Task requirements: Pick every line out of the entries below that holds the string "constructing", and report them.

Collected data
-=-=-

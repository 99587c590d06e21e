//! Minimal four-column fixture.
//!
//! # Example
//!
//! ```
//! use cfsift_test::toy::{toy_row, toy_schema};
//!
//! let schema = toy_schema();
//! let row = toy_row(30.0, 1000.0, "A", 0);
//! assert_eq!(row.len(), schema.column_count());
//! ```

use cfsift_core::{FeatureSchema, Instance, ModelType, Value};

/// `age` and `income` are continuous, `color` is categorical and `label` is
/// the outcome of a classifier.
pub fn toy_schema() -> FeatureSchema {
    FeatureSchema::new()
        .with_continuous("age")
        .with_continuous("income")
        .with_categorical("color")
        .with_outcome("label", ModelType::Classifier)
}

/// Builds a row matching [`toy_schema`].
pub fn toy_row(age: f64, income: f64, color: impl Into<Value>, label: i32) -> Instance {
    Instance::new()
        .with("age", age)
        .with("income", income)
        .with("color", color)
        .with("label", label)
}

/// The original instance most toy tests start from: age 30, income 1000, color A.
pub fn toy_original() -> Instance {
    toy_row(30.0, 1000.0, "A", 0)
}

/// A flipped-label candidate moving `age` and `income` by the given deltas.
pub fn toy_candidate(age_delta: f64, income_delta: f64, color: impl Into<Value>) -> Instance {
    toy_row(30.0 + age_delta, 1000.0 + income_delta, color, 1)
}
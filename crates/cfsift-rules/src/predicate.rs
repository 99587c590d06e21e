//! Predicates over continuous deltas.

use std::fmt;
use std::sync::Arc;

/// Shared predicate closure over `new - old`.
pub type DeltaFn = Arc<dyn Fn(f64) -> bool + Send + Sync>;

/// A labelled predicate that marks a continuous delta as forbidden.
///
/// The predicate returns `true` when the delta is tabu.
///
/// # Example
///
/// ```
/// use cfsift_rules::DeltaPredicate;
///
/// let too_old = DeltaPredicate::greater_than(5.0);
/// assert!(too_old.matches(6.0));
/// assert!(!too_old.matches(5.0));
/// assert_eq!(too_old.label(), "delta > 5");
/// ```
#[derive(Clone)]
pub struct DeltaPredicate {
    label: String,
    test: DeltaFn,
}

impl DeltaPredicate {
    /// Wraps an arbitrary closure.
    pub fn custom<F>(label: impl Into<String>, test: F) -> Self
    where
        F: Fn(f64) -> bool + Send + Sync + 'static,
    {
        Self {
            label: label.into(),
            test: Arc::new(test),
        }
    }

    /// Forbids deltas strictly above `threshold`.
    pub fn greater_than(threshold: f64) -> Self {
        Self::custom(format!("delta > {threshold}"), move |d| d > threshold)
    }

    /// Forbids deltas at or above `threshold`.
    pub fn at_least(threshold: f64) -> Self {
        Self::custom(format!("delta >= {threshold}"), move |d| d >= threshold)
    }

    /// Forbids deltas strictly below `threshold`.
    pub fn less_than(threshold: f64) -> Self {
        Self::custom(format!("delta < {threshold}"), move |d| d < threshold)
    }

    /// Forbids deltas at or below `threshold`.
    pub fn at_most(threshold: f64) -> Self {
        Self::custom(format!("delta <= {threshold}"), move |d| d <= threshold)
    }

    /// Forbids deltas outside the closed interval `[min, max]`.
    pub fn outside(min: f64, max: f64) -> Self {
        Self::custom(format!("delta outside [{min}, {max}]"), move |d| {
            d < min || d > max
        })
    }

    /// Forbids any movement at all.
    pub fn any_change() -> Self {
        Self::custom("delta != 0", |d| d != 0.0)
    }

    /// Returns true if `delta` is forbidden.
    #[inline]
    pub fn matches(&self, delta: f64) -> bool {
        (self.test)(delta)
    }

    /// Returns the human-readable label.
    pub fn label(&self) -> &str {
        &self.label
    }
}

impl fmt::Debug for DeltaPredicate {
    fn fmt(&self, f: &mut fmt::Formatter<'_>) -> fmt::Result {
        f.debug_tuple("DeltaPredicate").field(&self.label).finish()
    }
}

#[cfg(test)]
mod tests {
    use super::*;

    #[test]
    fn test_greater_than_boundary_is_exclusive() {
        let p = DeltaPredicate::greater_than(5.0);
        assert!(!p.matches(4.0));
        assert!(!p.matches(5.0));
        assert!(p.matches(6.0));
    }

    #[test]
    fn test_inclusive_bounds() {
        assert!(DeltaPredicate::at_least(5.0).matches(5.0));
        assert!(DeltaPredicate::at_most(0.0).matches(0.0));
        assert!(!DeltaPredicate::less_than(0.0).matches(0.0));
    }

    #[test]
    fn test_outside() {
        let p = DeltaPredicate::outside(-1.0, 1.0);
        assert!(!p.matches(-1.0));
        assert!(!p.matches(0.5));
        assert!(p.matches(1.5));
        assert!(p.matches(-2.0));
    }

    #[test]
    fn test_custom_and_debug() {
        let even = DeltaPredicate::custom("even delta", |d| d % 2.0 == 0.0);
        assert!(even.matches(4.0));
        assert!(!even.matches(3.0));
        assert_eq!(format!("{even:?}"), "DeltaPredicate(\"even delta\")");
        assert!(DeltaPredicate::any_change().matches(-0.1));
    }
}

-=-=-

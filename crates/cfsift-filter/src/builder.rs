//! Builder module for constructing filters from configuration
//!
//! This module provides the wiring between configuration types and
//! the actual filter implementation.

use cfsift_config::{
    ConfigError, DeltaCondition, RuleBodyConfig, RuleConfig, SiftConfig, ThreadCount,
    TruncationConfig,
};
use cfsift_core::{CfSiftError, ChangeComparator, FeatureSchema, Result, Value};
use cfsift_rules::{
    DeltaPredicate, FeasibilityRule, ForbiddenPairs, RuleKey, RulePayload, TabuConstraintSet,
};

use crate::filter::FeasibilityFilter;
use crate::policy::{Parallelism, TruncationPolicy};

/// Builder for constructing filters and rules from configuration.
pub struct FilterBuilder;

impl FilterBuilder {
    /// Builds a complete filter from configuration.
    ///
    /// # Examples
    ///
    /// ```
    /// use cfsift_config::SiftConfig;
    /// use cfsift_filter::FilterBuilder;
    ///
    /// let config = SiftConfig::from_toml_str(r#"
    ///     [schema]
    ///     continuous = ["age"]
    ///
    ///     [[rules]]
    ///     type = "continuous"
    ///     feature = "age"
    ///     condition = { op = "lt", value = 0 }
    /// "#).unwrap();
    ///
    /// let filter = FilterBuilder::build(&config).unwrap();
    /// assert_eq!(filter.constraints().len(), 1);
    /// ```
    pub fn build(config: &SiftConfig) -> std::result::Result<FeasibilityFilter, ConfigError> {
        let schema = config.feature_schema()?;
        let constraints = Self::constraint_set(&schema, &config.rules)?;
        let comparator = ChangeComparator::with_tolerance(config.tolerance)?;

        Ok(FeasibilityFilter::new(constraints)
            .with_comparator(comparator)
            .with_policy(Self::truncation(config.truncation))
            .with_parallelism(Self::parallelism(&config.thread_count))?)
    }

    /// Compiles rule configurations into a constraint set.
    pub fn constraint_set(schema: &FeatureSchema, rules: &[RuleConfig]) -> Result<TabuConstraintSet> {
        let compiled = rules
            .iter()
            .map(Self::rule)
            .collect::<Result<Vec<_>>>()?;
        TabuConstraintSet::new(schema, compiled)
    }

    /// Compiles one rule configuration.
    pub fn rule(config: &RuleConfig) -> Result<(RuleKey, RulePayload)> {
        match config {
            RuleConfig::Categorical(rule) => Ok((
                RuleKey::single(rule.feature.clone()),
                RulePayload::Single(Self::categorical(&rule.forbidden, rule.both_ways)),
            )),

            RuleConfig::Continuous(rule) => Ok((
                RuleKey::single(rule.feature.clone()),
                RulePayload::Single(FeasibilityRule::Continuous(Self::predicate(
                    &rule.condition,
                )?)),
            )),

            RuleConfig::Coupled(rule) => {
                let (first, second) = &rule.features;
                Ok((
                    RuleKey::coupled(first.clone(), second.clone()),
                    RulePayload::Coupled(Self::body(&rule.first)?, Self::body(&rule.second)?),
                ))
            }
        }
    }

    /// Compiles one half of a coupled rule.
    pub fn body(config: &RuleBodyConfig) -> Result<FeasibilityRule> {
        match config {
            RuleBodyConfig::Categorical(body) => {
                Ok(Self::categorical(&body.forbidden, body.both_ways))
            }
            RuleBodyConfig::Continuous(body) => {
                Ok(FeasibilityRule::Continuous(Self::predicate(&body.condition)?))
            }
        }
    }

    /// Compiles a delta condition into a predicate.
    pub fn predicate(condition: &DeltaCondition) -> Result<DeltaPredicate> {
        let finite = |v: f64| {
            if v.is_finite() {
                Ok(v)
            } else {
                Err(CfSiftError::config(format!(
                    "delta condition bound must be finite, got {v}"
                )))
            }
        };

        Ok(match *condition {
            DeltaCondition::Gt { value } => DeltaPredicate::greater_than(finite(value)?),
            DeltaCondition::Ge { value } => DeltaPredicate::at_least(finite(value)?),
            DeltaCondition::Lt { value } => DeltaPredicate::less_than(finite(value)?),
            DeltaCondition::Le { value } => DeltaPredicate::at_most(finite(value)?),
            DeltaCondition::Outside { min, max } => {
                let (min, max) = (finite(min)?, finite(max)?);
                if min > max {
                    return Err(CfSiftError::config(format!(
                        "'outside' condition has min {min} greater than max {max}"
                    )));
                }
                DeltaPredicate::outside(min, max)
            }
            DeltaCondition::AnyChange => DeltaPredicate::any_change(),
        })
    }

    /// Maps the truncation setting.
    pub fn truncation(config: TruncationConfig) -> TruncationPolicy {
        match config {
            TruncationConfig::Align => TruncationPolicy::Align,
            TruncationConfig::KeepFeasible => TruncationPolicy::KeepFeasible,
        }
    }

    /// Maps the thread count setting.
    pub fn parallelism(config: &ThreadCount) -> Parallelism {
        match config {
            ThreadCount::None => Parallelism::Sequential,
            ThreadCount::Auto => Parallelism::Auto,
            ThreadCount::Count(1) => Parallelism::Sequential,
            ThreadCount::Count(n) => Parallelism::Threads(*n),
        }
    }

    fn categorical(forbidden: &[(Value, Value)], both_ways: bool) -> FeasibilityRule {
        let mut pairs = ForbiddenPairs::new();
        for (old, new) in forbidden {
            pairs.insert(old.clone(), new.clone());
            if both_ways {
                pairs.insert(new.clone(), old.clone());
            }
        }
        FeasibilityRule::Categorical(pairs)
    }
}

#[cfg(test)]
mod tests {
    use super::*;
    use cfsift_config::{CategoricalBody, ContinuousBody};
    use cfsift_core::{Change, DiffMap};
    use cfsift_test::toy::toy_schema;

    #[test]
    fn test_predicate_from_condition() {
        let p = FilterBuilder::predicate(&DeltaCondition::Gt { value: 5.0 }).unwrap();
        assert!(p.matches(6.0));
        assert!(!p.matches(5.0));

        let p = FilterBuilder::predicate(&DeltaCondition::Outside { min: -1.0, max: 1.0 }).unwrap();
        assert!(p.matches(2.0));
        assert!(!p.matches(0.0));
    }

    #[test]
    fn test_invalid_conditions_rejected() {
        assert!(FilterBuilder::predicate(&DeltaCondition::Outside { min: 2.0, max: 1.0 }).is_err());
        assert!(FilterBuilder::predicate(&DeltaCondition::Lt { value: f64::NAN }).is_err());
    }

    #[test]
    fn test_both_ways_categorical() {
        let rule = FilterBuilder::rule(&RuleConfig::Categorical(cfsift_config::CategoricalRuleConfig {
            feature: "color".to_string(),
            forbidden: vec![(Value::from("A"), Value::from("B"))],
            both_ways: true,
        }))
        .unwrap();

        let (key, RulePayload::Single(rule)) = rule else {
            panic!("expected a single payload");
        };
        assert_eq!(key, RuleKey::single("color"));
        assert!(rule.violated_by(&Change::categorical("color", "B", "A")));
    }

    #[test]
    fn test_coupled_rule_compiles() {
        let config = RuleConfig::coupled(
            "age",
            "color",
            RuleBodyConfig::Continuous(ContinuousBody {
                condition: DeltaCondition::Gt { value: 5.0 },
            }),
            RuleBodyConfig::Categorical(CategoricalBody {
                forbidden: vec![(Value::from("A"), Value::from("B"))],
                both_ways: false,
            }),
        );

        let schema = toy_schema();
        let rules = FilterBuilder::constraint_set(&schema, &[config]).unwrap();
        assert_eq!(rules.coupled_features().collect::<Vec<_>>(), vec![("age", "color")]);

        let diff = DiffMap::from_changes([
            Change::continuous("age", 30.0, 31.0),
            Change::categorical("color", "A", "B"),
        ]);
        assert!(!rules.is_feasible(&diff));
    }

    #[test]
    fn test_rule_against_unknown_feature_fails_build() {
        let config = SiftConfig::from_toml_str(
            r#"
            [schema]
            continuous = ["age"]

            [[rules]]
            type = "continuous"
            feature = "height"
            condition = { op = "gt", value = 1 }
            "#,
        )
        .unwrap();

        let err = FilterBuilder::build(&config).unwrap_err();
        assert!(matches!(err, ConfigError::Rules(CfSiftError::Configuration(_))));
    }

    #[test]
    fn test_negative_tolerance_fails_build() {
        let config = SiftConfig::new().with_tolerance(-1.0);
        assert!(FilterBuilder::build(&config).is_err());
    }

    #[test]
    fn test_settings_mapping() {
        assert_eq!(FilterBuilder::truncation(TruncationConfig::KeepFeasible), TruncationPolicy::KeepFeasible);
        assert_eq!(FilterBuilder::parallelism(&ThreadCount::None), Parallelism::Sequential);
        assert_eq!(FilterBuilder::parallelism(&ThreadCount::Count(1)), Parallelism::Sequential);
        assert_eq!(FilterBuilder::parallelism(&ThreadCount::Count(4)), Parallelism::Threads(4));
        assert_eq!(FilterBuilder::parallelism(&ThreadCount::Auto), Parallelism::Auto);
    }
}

-=-=-

Written answer:
//! Builder module for constructing filters from configuration
/// Builder for constructing filters and rules from configuration.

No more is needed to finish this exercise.